[Opening INFORMATION GIVEN section]

fn timecode_file(prefix: &Path, extension: &str, fps: f64) -> LazyFile {
    LazyFile::with_header(
        with_suffix(prefix, &format!("_{extension}.tmc")),
        format!("{TIMECODE_HEADER}\nassume {fps:.6}\n"),
    )
}

/// Start and end of the current cell and of the last packet, in
/// milliseconds.
#[derive(Debug, Clone, Copy, Default, PartialEq, Eq)]
struct CellTiming {
    start: u32,
    end: u32,
    last_start: u32,
    last_end: u32,
}

impl CellTiming {
    /// Extends the cell to the end of a frame stamped relative to its start.
    fn record(&mut self, frame: &MpegFrame) {
        let end = self.start + (frame.end() / 1_000_000) as u32;
        if end > self.last_end {
            self.last_start = self.start + (frame.timecode / 1_000_000) as u32;
            self.last_end = end;
        }
    }
}

/// Timecodes of streams whose packets carry VOBU boundaries: a packet
/// starting after the previous one ended opens a gap, and a cell boundary
/// closes the missing tail of the cell as a gap.
#[derive(Debug)]
struct GapTimecodes {
    tmc: LazyFile,
    timing: CellTiming,
    kind: &'static str,
    fail_level: Level,
}

impl GapTimecodes {
    fn new(prefix: &Path, extension: &str, kind: &'static str) -> Self {
        Self {
            tmc: timecode_file(prefix, extension, 0.0),
            timing: CellTiming::default(),
            kind,
            fail_level: Level::Error,
        }
    }

    fn on_packet(&mut self, start: u32, end: u32) -> Result<(), DemuxError> {
        let t = &mut self.timing;
        if start > t.last_end {
            if t.last_end > t.start {
                writeln!(self.tmc, "{:.6}", span(t.last_end, t.start))?;
            }
            writeln!(self.tmc, "{:.6}", span(t.last_end, t.last_start))?;
            writeln!(self.tmc, "gap,{:.6}", span(start, t.last_end))?;
            t.start = start;
        } else {
            self.tmc.get()?;
        }
        t.last_start = start;
        t.last_end = end;
        Ok(())
    }

    /// Closes the running cell. At the end of the stream the nominal cell
    /// end is written instead of the last packet end.
    fn close_cell(&mut self, at_end: bool) -> Result<(), DemuxError> {
        let t = self.timing;
        if t.last_end < t.end {
            if t.last_end > t.start {
                writeln!(self.tmc, "{:.6}", span(t.last_end, t.start))?;
            }
            writeln!(self.tmc, "gap,{:.6}", span(t.end, t.last_end))?;
        } else if t.end != 0 {
            if at_end {
                writeln!(self.tmc, "{:.6}", span(t.end, t.start))?;
            } else {
                if t.last_end > t.end {
                    log_or_err!(self, Level::Warn, TimelineError::CellOverrun { kind: self.kind });
                }
                writeln!(self.tmc, "{:.6}", span(t.last_end, t.start))?;
            }
        }
        Ok(())
    }

    fn on_boundary(&mut self, start: u32, duration: u32, cell: &CellListElem) -> Result<(), DemuxError> {
        self.close_cell(false)?;
        self.timing = CellTiming {
            start,
            end: start + duration,
            last_start: start,
            last_end: start,
        };
        writeln!(self.tmc, "\n# VOB {} Cell {}", cell.vob_id, cell.cell_id)
    }

    fn finish(&mut self) -> Result<(), DemuxError> {
        if self.tmc.is_open() {
            self.close_cell(true)?;
        }
        self.tmc.flush()
    }
}

/// AC-3, DTS and button streams: raw payload plus gap timecodes.
#[derive(Debug)]
pub struct GapWriter {
    payload: LazyFile,
    timecodes: GapTimecodes,
}

impl GapWriter {
    fn new(prefix: &Path, extension: &str, kind: &'static str, header: Vec<u8>) -> Self {
        Self {
            payload: LazyFile::with_header(with_suffix(prefix, &format!(".{extension}")), header),
            timecodes: GapTimecodes::new(prefix, extension, kind),
        }
    }

    fn process_stream(&mut self, data: &[u8], start: u32, end: u32) -> Result<(), DemuxError> {
        self.payload.get()?;
        self.timecodes.on_packet(start, end)?;
        self.payload.append(data)?;
        Ok(())
    }

    fn finish(&mut self) -> Result<(), DemuxError> {
        self.timecodes.finish()?;
        self.payload.flush()
    }
}

#[derive(Debug, ToBytes)]
struct ButtonHeader {
    magic: [u8; 8],
    width: u16,
    height: u16,
    padding: u32,
}

/// Linear PCM converted to a WAV file. Only 16-bit samples are written.
pub struct LpcmWriter {
    path: PathBuf,
    format: FmtChunk,
    wav: Option<WavWriter<File>>,
    timecodes: GapTimecodes,
}

impl fmt::Debug for LpcmWriter {
    fn fmt(&self, f: &mut fmt::Formatter<'_>) -> fmt::Result {
        f.debug_struct("LpcmWriter")
            .field("path", &self.path)
            .field("format", &self.format)
            .field("open", &self.wav.is_some())
            .finish()
    }
}

impl LpcmWriter {
    fn process_stream(&mut self, data: &[u8], start: u32, end: u32) -> Result<(), DemuxError> {
        if self.format.bits_per_sample != 16 {
            return Ok(());
        }

        let wav = match self.wav.take() {
            Some(wav) => wav,
            None => WavWriter::new(create(&self.path)?, self.format)?,
        };
        let wav = self.wav.insert(wav);
        self.timecodes.on_packet(start, end)?;
        wav.write_be16_samples(data)?;
        Ok(())
    }

    fn finish(&mut self) -> Result<(), DemuxError> {
        self.timecodes.finish()?;
        if let Some(wav) = self.wav.as_mut() {
            wav.finish()?;
        }
        Ok(())
    }
}

/// MPEG audio: payload plus a header-only timecode file.
#[derive(Debug)]
pub struct MpaWriter {
    payload: LazyFile,
    tmc: LazyFile,
}

/// Subpicture attributes needed for the VobSub index.
#[derive(Debug, Clone, PartialEq, Eq)]
pub struct SubtitleParams {
    pub width: u16,
    pub height: u16,
    pub palette: [u32; 16],
    /// Packed two-letter code, 0 when unknown.
    pub language: u16,
    pub forced: bool,
}

/// VobSub `.sub` payload of whole sectors and its `.idx` index.
#[derive(Debug)]
pub struct SubtitleWriter {
    payload: LazyFile,
    idx: LazyFile,
    start: u32,
    end: u32,
}

impl SubtitleWriter {
    fn preamble(params: &SubtitleParams) -> String {
        let palette = params
            .palette
            .iter()
            .map(|color| format!("{color:06x}"))
            .collect::<Vec<_>>()
            .join(", ");
        let id = lang_code_str(params.language).unwrap_or_else(|| "un".to_string());

        format!(
            "# VobSub index file, v7 (do not modify this line!)\n\
             #\n\
             # Settings\n\
             \n\
             # Original frame size\n\
             size: {width}x{height}\n\
             \n\
             # Origin, relative to the upper-left corner, can be overloaded by aligment\n\
             org: 0, 0\n\
             \n\
             # Image scaling (hor,ver), origin is at the upper-left corner or at the alignment coord (x, y)\n\
             scale: 100%, 100%\n\
             \n\
             # Alpha blending\n\
             alpha: 100%\n\
             \n\
             # Smoothing for very blocky images (use OLD for no filtering)\n\
             smooth: OFF\n\
             \n\
             # In millisecs\n\
             fadein/out: 50, 50\n\
             \n\
             # Force subtitle placement relative to (org.x, org.y)\n\
             align: OFF at LEFT TOP\n\
             \n\
             # For correcting non-progressive desync. (in millisecs or hh:mm:ss:ms)\n\
             # Note: Not effective in DirectVobSub, use \"delay: ... \" instead.\n\
             time offset: 0\n\
             \n\
             # ON: displays only forced subtitles, OFF: shows everything\n\
             forced subs: OFF\n\
             \n\
             # The original palette of the DVD\n\
             palette: {palette}\n\
             \n\
             # Custom colors (transp idxs and the four colors)\n\
             custom colors: OFF, tridx: 0000, colors: 000000, 000000, 000000, 000000\n\
             \n\
             # Language index in use\n\
             langidx: 0\n\
             \n\
             id: {id}, index: 0\n\
             # Decomment next line to activate alternative name in DirectVobSub / Windows Media Player 6.x\n\
             # alt: {name}\n\
             \n",
            width = params.width,
            height = params.height,
            name = language_name(params.language),
        )
    }

    fn process_stream(&mut self, data: &[u8], start: u32) -> Result<(), DemuxError> {
        self.payload.get()?;
        let filepos = self.payload.written;

        let delay = start + self.start;
        let (ms, seconds) = (delay % 1000, delay / 1000);
        writeln!(
            self.idx,
            "timestamp: {:02}:{:02}:{:02}:{:03}, filepos: {:09x}",
            seconds / 3600,
            seconds / 60 % 60,
            seconds % 60,
            ms,
            filepos
        )?;

        self.payload.append(data)?;
        Ok(())
    }

    /// Subtitle times accumulate over cells; a boundary at zero starts a
    /// new VOB whose packets are offset by everything seen so far.
    fn set_boundary(&mut self, start: u32, duration: u32) {
        if start == 0 {
            self.start = self.end;
        }
        self.end += duration;
    }
}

[Closing INFORMATION GIVEN section]

### WHAT THE TASK ASKS
The lines to return are those in the entries above that hold "forced".

### RESPONSE FOR THIS EXERCISE
    pub forced: bool,
             # ON: displays only forced subtitles, OFF: shows everything\n\
             forced subs: OFF\n\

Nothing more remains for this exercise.